By Lee Chottiner
Community Editor
I lift my eyes to the mountains; from where will my help come? My help comes from the Lord, maker of heaven and earth.
— Psalm 121
One day in July, Cantor David Lipp walked into the Adath Jeshurun synagogue to be part of a choral performance.
Standing in the sanctuary, dressed as he normally does during the work week, he set his phone on a tripod. Then, listening through his earphones to a recording of Richard Smallwood’s religious anthem, Total Praise, he proceeded to sing his contribution to the composition.
“I think I had to record it two or three times to get it right,” Lipp said.
He wasn’t alone. Some 100 other cantors and black “music ministers” did the same in their synagogues, churches and homes across the United States, Canada, Uruguay and Israel, coming together on a single musical composition that they hope will promote peace through harmony at a time when the world surely needs it.
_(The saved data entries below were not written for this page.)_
impl Driver {
    fn emit(&self, event: RtcEvent) {
        let _ = self.events.send(event);
    }

    async fn run(self, peer: Arc<RTCPeerConnection>, mut commands: mpsc::UnboundedReceiver<Command>) {
        let (channel_tx, mut channel_rx) = mpsc::unbounded_channel::<Arc<RTCDataChannel>>();
        self.register_peer_callbacks(&peer, channel_tx);

        let mut channel: Option<Arc<RTCDataChannel>> = None;
        loop {
            tokio::select! {
                biased;
                Some(incoming) = channel_rx.recv() => {
                    trace!("Remote data channel '{}' announced", incoming.label());
                    channel = Some(incoming);
                }
                command = commands.recv() => match command {
                    Some(Command::Close) | None => break,
                    Some(Command::CreateDataChannel(label)) => {
                        match self.create_channel(&peer, &label).await {
                            Ok(created) => channel = Some(created),
                            Err(e) => self.emit(RtcEvent::ChannelError(e.to_string())),
                        }
                    }
                    Some(Command::SetRemoteDescription { sdp, sdp_type }) => {
                        if let Err(e) = self.apply_remote_description(&peer, sdp, sdp_type).await {
                            self.emit(RtcEvent::ChannelError(e.to_string()));
                        }
                    }
                    Some(Command::AddCandidate { candidate, mid }) => {
                        let init = RTCIceCandidateInit {
                            candidate,
                            sdp_mid: Some(mid),
                            ..Default::default()
                        };
                        if let Err(e) = peer.add_ice_candidate(init).await {
                            debug!("Remote candidate rejected: {}", e);
                        }
                    }
                    Some(Command::Send(data)) => {
                        // sends follow ChannelOpen, so an announced channel is on its way
                        if channel.is_none() {
                            channel = channel_rx.recv().await;
                        }
                        self.send(channel.as_ref(), data).await;
                    }
                },
            }
        }

        if let Some(channel) = channel {
            let _ = channel.close().await;
        }
        if let Err(e) = peer.close().await {
            debug!("Closing peer connection failed: {}", e);
        }
    }

    fn register_peer_callbacks(&self, peer: &RTCPeerConnection, channel_tx: mpsc::UnboundedSender<Arc<RTCDataChannel>>) {
        let driver = self.clone();
        peer.on_ice_candidate(Box::new(move |candidate: Option<RTCIceCandidate>| {
            if let Some(init) = candidate.and_then(|c| c.to_json().ok()) {
                driver.emit(RtcEvent::LocalCandidate {
                    candidate: init.candidate,
                    mid: init.sdp_mid.unwrap_or_default(),
                });
            }
            Box::pin(async {})
        }));

        let driver = self.clone();
        peer.on_peer_connection_state_change(Box::new(move |state: RTCPeerConnectionState| {
            driver.emit(RtcEvent::StateChanged(state.into()));
            Box::pin(async {})
        }));

        let driver = self.clone();
        peer.on_data_channel(Box::new(move |channel: Arc<RTCDataChannel>| {
            let driver = driver.clone();
            let channel_tx = channel_tx.clone();
            Box::pin(async move {
                driver.wire_channel(&channel).await;
                let _ = channel_tx.send(channel);
            })
        }));
    }

    /// Forward channel callbacks as events.
    async fn wire_channel(&self, channel: &Arc<RTCDataChannel>) {
        let driver = self.clone();
        channel.on_open(Box::new(move || {
            driver.emit(RtcEvent::ChannelOpen);
            Box::pin(async {})
        }));

        let driver = self.clone();
        channel.on_message(Box::new(move |message: DataChannelMessage| {
            driver.emit(RtcEvent::ChannelMessage(message.data));
            Box::pin(async {})
        }));

        let driver = self.clone();
        channel.on_close(Box::new(move || {
            driver.emit(RtcEvent::ChannelClosed);
            Box::pin(async {})
        }));

        let driver = self.clone();
        channel.on_error(Box::new(move |e: ::webrtc::Error| {
            driver.emit(RtcEvent::ChannelError(e.to_string()));
            Box::pin(async {})
        }));

        channel
            .set_buffered_amount_low_threshold(self.buffers.low_threshold.load(Ordering::SeqCst))
            .await;
        let driver = self.clone();
        let watched = Arc::downgrade(channel);
        channel
            .on_buffered_amount_low(Box::new(move || {
                let driver = driver.clone();
                let watched = watched.clone();
                Box::pin(async move {
                    if let Some(channel) = watched.upgrade() {
                        driver.buffers.native.store(channel.buffered_amount().await, Ordering::SeqCst);
                    }
                    if driver.buffers.drained() {
                        driver.emit(RtcEvent::BufferedAmountLow);
                    }
                })
            }))
            .await;
    }

    async fn create_channel(&self, peer: &RTCPeerConnection, label: &str) -> Result<Arc<RTCDataChannel>> {
        let init = RTCDataChannelInit {
            ordered: Some(true),
            ..Default::default()
        };
        let channel = peer
            .create_data_channel(label, Some(init))
            .await
            .map_err(|e| PeerlinkError::webrtc(e.to_string()))?;
        self.wire_channel(&channel).await;

        let offer = peer
            .create_offer(None)
            .await
            .map_err(|e| PeerlinkError::webrtc(e.to_string()))?;
        self.set_local_description(peer, offer, SdpType::Offer).await?;
        Ok(channel)
    }

    async fn apply_remote_description(&self, peer: &RTCPeerConnection, sdp: String, sdp_type: SdpType) -> Result<()> {
        let description = match sdp_type {
            SdpType::Offer => RTCSessionDescription::offer(sdp),
            SdpType::Answer => RTCSessionDescription::answer(sdp),
        }
        .map_err(|e| PeerlinkError::webrtc(e.to_string()))?;
        peer.set_remote_description(description)
            .await
            .map_err(|e| PeerlinkError::webrtc(e.to_string()))?;

        if sdp_type == SdpType::Offer {
            let answer = peer
                .create_answer(None)
                .await
                .map_err(|e| PeerlinkError::webrtc(e.to_string()))?;
            self.set_local_description(peer, answer, SdpType::Answer).await?;
        }
        Ok(())
    }

    /// Applying the local description starts candidate gathering.
    async fn set_local_description(
        &self,
        peer: &RTCPeerConnection,
        description: RTCSessionDescription,
        sdp_type: SdpType,
    ) -> Result<()> {
        let sdp = description.sdp.clone();
        peer.set_local_description(description)
            .await
            .map_err(|e| PeerlinkError::webrtc(e.to_string()))?;
        self.emit(RtcEvent::LocalDescription { sdp, sdp_type });
        Ok(())
    }

    async fn send(&self, channel: Option<&Arc<RTCDataChannel>>, data: Bytes) {
        let len = data.len();
        let result = match channel {
            Some(channel) => {
                let sent = channel.send(&data).await;
                self.buffers.native.store(channel.buffered_amount().await, Ordering::SeqCst);
                sent.map(|_| ()).map_err(|e| e.to_string())
            }
            None => Err("data channel not ready".to_string()),
        };
        self.buffers.queued.fetch_sub(len, Ordering::SeqCst);
        match result {
            Ok(()) => {
                if self.buffers.drained() {
                    self.emit(RtcEvent::BufferedAmountLow);
                }
            }
            Err(e) => self.emit(RtcEvent::ChannelError(e)),
        }
    }
}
It might be the first time that black and Jewish religious vocalists have come together on such a project, but it probably won’t be the last.
The video, called Voices for Change, was released shortly after Yom Kippur. A project of the Cantors Assembly (CA), it consists of the four-minute video recording of Total Praise and a 21-minute dialogue between Rabbi-Cantor Jeffrey Myers of the Tree of Life*Or L’Simcha synagogue in Pittsburgh and Pastor Eric Manning of the Emanuel AME “Mother Emanuel” Church, in Charleston, South Carolina – two houses of worships that were infamously and violently attacked by right-wing gunmen.
The four-month project, which included fundraising, obtaining recording rights to the music, production and engineering, was a direct response to the murder of George Floyd by a Minneapolis police officer earlier this year, touching off months of angry protests around the world.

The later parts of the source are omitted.